Data in this exercise Start Marker
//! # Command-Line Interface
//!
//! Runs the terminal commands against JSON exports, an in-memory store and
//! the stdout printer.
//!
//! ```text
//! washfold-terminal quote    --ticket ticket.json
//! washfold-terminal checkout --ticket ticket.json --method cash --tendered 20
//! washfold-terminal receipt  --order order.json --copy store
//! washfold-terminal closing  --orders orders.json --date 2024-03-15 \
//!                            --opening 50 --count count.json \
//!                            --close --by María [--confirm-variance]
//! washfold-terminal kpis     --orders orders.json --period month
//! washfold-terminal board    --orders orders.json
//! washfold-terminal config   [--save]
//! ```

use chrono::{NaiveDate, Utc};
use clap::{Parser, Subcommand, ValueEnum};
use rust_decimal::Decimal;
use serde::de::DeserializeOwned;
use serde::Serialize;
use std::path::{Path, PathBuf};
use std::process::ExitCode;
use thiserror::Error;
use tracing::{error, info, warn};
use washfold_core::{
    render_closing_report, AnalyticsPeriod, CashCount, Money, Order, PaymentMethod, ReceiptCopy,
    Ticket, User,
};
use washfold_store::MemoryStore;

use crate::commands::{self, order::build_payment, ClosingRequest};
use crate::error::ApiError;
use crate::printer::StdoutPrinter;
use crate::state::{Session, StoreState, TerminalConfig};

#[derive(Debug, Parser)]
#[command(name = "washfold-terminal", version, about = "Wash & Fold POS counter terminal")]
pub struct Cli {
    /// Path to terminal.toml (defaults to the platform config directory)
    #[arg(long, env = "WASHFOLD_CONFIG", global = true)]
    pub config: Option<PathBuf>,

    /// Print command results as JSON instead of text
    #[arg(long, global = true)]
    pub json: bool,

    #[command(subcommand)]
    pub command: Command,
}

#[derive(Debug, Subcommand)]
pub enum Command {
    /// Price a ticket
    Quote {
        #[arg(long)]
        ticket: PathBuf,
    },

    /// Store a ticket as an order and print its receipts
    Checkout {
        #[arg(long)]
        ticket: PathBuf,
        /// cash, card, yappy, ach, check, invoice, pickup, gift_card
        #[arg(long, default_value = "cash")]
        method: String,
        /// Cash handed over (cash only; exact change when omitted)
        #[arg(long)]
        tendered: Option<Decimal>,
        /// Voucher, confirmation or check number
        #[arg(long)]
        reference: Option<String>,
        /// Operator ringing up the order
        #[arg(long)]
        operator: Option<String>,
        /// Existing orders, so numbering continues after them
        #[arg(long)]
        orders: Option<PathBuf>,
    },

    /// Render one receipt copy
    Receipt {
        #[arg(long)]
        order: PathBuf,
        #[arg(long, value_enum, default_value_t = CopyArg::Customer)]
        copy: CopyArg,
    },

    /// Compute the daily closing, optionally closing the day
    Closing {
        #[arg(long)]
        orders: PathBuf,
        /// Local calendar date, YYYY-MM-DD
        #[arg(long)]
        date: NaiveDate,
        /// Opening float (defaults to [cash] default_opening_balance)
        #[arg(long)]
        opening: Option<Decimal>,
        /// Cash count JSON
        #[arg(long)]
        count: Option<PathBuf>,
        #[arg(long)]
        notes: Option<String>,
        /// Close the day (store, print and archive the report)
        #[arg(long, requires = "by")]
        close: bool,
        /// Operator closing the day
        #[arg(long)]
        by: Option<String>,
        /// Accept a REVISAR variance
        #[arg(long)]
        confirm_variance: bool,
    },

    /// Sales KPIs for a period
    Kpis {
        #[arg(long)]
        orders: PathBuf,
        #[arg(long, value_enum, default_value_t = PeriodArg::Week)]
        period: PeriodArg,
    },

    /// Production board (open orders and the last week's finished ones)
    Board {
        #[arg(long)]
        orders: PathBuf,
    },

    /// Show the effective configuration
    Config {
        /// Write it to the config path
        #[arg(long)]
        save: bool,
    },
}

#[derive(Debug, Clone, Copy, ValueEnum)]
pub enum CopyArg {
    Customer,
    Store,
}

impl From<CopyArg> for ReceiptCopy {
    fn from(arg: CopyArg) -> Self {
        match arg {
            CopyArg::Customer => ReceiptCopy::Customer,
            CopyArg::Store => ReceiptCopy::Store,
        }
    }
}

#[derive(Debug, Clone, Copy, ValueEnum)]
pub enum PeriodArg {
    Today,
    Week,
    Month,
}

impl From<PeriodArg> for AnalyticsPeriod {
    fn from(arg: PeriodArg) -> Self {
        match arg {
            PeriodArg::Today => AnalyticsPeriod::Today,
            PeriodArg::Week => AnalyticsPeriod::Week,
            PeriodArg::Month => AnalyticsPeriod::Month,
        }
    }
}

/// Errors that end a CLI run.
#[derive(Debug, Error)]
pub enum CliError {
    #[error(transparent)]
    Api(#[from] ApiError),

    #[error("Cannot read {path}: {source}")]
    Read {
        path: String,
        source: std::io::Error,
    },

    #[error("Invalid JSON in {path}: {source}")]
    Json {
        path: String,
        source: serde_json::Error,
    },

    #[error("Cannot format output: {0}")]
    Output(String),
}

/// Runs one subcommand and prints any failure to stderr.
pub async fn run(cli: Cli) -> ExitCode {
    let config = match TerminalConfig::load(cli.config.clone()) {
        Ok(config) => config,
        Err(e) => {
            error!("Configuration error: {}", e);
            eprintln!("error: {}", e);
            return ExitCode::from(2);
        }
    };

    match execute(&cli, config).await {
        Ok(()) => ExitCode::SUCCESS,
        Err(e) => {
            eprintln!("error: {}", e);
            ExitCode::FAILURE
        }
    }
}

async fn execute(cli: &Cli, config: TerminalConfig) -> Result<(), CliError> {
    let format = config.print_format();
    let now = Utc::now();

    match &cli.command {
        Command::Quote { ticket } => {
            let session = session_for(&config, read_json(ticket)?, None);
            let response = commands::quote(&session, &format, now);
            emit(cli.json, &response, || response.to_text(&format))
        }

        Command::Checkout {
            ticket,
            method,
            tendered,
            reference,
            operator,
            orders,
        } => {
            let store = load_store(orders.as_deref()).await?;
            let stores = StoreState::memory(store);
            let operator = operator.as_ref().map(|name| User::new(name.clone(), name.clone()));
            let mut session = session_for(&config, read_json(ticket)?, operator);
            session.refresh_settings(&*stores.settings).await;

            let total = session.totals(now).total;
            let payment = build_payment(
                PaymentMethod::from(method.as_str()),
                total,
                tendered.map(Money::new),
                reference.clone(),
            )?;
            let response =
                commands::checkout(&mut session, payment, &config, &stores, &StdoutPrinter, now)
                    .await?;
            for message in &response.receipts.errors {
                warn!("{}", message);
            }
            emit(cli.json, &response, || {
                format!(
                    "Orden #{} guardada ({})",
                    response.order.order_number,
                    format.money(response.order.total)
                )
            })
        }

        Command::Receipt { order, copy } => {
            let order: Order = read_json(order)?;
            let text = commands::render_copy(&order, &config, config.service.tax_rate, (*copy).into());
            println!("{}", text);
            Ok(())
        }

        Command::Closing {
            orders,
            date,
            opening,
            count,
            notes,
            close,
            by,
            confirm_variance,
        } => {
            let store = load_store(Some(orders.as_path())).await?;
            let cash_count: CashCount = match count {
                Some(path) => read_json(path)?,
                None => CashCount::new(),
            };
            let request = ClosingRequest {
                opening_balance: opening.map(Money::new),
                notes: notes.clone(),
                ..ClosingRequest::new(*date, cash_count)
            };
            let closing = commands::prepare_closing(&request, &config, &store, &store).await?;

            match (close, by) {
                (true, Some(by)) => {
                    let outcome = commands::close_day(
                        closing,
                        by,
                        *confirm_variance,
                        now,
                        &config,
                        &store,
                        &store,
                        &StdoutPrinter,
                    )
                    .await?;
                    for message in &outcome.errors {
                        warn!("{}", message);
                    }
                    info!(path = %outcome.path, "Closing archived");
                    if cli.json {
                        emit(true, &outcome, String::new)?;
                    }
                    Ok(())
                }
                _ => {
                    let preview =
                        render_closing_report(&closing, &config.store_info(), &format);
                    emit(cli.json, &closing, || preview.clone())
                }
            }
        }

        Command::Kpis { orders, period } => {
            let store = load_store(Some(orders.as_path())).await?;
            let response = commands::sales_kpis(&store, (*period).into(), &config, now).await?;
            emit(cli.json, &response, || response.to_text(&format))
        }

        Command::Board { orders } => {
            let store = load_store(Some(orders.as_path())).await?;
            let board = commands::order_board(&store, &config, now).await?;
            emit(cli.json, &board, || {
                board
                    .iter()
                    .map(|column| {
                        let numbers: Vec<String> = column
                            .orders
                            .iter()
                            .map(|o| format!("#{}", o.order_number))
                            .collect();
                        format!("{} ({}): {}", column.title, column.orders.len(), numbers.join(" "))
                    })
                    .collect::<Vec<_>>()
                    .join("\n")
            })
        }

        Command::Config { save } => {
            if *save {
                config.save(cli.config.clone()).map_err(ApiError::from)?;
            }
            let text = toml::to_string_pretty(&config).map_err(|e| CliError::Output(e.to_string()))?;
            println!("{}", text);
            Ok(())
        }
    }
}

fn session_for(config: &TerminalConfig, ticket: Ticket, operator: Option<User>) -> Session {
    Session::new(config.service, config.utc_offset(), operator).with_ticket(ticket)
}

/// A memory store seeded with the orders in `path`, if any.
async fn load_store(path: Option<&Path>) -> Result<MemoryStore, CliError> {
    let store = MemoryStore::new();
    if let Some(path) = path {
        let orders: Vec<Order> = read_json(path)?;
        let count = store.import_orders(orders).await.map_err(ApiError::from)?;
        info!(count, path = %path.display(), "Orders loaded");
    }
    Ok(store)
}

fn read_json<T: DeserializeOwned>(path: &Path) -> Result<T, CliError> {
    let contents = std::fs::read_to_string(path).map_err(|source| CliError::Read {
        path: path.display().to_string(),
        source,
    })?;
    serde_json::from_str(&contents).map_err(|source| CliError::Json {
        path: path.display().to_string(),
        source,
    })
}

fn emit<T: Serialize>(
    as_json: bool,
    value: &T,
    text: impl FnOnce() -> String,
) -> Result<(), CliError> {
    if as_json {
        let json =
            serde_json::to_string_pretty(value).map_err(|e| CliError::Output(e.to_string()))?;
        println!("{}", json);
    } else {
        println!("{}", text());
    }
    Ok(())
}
Data in this exercise End Marker
Data in this exercise Start Marker
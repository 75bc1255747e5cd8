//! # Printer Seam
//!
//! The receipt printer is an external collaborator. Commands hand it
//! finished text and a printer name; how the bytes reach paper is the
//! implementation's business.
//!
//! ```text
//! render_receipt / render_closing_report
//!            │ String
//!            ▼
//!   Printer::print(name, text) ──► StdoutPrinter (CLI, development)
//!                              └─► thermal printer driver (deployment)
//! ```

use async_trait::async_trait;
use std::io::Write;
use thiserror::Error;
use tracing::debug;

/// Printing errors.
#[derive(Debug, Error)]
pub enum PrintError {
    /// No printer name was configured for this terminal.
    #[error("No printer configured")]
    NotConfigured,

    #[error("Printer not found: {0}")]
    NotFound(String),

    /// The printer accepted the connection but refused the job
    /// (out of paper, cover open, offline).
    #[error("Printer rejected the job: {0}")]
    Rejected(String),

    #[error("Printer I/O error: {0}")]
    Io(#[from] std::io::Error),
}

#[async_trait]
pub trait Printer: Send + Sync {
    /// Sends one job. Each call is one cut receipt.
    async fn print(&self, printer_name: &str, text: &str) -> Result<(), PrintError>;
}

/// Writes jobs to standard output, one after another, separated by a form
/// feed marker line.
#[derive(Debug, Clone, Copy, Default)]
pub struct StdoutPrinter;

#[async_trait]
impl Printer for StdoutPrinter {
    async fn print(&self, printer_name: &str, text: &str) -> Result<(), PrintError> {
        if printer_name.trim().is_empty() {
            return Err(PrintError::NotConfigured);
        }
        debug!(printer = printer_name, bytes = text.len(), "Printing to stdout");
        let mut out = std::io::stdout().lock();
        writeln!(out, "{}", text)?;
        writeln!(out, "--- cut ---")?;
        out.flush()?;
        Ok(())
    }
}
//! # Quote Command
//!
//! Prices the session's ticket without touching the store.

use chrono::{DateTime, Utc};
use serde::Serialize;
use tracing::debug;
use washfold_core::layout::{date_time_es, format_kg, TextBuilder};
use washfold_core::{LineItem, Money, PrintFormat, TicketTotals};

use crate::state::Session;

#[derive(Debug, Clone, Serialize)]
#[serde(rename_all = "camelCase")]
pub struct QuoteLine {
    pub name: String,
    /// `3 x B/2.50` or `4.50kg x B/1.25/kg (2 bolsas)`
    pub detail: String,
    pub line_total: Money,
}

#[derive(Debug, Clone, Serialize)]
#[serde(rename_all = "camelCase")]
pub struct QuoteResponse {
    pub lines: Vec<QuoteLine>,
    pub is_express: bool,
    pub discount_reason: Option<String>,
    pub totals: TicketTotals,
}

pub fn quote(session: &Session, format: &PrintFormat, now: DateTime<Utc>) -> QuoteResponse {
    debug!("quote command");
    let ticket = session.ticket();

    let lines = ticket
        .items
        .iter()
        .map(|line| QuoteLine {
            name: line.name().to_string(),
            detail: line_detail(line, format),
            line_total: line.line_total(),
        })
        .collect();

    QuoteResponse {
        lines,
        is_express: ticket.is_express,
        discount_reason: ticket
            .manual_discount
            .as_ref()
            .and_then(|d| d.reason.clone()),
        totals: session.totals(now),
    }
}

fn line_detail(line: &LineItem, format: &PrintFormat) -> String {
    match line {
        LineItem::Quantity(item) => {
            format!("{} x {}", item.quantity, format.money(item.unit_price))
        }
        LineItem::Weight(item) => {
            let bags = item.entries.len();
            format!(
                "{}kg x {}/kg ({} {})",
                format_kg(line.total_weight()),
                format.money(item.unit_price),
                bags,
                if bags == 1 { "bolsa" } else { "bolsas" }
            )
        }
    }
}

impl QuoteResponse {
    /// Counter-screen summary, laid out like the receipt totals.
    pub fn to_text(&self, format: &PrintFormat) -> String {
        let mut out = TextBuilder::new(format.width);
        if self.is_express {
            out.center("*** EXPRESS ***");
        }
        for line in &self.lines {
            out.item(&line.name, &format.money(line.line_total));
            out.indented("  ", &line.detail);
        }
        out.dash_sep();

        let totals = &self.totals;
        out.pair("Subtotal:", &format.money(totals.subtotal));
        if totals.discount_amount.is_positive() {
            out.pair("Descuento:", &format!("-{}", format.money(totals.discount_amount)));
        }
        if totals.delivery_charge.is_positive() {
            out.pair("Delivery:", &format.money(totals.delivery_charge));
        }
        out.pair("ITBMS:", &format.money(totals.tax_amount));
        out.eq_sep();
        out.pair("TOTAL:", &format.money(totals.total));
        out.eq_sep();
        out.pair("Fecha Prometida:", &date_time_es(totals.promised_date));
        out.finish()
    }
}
Data in this exercise End Marker
Data in this exercise Start Marker
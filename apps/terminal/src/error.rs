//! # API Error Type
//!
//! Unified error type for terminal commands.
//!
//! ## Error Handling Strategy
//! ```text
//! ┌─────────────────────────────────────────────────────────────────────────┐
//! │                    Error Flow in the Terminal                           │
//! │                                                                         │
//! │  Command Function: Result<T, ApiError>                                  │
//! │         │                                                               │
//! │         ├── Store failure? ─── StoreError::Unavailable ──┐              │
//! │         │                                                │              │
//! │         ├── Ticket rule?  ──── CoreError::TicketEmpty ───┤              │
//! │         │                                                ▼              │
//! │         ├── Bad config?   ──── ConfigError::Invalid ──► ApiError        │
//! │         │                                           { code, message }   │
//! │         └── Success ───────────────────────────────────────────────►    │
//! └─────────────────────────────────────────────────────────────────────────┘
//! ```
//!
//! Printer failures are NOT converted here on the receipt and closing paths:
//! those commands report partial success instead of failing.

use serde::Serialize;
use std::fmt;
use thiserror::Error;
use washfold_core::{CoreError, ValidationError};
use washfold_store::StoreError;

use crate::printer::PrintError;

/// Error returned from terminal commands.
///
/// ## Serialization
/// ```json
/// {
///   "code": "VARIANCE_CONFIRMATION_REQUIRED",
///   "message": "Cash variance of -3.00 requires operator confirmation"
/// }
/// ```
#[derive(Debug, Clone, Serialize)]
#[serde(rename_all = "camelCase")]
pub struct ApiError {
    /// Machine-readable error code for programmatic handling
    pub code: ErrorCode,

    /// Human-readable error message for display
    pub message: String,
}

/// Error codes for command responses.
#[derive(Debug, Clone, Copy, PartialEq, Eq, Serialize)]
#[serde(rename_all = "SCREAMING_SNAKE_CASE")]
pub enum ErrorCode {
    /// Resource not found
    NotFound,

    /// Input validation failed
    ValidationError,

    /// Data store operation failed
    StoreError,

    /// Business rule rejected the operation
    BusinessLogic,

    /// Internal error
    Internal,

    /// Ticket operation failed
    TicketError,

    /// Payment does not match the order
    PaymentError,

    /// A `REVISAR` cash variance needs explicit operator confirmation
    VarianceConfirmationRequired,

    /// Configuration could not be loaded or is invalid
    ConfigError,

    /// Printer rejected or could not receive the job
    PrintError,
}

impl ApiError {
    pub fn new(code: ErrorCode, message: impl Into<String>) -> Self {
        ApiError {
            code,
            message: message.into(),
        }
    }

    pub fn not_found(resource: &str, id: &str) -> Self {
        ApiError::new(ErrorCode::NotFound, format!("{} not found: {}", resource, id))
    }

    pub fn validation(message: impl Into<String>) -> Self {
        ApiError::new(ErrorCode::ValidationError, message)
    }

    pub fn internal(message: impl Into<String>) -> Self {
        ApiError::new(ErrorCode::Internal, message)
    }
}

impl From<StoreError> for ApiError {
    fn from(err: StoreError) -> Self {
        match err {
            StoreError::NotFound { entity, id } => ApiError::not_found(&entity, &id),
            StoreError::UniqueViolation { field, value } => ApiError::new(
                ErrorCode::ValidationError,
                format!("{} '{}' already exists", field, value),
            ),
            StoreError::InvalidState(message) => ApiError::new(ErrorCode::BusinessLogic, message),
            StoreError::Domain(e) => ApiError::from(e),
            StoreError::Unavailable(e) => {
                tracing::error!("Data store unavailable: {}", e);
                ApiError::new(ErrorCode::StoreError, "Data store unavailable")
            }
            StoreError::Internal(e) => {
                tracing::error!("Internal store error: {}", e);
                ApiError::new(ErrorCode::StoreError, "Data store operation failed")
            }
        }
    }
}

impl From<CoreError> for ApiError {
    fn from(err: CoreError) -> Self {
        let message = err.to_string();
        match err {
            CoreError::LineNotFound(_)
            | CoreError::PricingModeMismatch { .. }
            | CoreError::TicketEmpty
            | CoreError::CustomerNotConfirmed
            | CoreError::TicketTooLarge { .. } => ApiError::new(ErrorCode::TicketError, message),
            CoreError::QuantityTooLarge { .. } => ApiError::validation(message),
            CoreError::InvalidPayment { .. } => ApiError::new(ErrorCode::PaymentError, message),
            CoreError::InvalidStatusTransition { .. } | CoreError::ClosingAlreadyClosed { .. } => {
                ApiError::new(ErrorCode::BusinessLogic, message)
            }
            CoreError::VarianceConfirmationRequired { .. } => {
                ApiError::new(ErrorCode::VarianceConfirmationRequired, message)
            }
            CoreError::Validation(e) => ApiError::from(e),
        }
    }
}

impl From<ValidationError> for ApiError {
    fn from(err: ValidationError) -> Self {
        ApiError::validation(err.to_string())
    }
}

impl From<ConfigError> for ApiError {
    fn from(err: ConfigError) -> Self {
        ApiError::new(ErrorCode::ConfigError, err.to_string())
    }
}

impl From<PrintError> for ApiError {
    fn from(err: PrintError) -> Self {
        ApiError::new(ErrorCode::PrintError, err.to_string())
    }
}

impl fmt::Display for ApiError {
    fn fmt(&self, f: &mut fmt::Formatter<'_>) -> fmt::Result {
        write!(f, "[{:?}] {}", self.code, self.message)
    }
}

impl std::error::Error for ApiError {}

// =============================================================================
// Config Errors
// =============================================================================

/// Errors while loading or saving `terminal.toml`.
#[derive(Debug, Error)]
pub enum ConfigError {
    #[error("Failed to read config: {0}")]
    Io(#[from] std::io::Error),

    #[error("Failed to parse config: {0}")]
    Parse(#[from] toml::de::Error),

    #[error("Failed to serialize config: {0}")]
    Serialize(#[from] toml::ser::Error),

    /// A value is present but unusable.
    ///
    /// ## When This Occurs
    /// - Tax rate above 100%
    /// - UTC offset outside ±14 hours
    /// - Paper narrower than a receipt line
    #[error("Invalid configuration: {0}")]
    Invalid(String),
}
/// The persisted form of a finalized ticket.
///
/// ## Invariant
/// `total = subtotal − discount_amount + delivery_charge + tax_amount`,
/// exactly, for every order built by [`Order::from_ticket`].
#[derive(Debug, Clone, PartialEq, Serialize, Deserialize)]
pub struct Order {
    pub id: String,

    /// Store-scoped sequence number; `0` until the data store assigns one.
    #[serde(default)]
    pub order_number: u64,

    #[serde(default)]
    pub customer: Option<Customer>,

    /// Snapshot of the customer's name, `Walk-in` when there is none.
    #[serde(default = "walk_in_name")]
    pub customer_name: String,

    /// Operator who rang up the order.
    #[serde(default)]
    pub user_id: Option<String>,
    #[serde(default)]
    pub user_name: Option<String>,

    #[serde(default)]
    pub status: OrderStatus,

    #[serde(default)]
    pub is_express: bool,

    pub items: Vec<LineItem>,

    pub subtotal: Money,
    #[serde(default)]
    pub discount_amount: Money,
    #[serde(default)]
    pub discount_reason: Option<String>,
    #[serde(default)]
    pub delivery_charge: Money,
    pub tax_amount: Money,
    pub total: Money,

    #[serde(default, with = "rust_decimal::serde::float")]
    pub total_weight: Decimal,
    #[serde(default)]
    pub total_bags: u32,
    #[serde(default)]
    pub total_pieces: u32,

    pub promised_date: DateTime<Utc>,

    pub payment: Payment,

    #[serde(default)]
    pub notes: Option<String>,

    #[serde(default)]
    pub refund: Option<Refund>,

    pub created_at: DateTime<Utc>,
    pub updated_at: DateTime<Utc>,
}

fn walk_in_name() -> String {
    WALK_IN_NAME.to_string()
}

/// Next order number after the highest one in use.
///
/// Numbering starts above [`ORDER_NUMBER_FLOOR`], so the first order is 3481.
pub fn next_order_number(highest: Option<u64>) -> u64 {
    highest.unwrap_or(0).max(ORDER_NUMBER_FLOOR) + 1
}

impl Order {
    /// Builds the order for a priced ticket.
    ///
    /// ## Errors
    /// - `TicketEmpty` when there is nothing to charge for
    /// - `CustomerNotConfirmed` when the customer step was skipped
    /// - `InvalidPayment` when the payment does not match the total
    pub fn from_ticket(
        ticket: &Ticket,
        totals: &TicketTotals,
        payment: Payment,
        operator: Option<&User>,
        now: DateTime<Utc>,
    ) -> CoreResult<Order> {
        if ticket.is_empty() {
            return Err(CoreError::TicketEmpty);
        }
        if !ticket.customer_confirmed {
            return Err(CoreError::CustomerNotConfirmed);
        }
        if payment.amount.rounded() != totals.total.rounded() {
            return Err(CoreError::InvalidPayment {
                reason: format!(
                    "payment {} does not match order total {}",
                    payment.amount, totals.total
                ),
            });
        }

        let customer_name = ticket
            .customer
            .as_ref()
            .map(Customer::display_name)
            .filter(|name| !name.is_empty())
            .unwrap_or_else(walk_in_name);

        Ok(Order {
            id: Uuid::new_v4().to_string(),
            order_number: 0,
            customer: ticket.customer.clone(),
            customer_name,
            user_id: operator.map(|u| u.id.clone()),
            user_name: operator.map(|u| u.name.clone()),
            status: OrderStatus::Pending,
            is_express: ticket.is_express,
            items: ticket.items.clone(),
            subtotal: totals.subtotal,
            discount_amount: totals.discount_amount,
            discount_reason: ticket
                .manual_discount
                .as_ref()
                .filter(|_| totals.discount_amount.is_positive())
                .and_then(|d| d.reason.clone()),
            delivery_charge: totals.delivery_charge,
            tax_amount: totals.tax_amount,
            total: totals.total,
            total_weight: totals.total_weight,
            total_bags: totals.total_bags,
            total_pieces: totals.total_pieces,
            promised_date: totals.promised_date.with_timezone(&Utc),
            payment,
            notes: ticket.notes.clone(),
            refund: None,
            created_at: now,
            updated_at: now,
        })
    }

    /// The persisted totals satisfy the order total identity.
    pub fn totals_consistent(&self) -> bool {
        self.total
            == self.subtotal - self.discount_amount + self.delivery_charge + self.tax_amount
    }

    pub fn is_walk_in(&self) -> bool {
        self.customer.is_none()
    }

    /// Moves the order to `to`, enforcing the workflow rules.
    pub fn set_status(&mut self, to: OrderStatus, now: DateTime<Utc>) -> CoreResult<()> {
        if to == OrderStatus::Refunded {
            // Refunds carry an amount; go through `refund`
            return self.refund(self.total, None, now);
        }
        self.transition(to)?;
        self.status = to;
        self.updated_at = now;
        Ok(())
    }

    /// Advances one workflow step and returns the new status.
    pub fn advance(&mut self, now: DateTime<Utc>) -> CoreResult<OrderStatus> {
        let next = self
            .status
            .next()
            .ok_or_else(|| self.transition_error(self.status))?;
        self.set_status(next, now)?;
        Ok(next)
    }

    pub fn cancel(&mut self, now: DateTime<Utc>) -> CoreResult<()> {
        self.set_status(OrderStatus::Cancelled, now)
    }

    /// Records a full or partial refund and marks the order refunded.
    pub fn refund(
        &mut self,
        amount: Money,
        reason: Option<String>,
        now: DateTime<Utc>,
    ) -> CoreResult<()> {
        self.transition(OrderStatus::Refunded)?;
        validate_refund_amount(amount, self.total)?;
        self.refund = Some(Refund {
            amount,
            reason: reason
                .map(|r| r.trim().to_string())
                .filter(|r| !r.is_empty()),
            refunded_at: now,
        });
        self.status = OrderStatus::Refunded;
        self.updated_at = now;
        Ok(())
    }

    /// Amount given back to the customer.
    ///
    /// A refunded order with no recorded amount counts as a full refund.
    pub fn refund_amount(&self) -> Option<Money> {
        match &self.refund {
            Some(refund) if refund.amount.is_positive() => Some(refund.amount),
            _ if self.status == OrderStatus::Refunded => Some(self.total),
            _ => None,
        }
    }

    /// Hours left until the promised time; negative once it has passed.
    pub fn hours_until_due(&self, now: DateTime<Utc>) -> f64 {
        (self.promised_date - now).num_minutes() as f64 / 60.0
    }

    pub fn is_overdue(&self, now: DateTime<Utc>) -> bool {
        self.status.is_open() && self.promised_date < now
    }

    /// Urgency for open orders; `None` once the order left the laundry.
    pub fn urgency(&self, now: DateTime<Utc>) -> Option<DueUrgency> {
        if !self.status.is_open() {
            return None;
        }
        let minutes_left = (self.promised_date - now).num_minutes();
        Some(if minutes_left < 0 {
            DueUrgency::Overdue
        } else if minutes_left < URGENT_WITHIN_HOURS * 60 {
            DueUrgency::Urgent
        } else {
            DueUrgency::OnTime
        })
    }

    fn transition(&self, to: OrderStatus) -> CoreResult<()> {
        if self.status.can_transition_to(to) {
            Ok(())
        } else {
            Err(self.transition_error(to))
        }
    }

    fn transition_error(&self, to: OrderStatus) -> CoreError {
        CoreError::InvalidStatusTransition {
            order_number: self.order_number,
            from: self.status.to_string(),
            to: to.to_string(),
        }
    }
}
Data in this exercise End Marker
How many lines above contain the word "MemoryStore"? Answer with the number alone.

## Answer for the task
3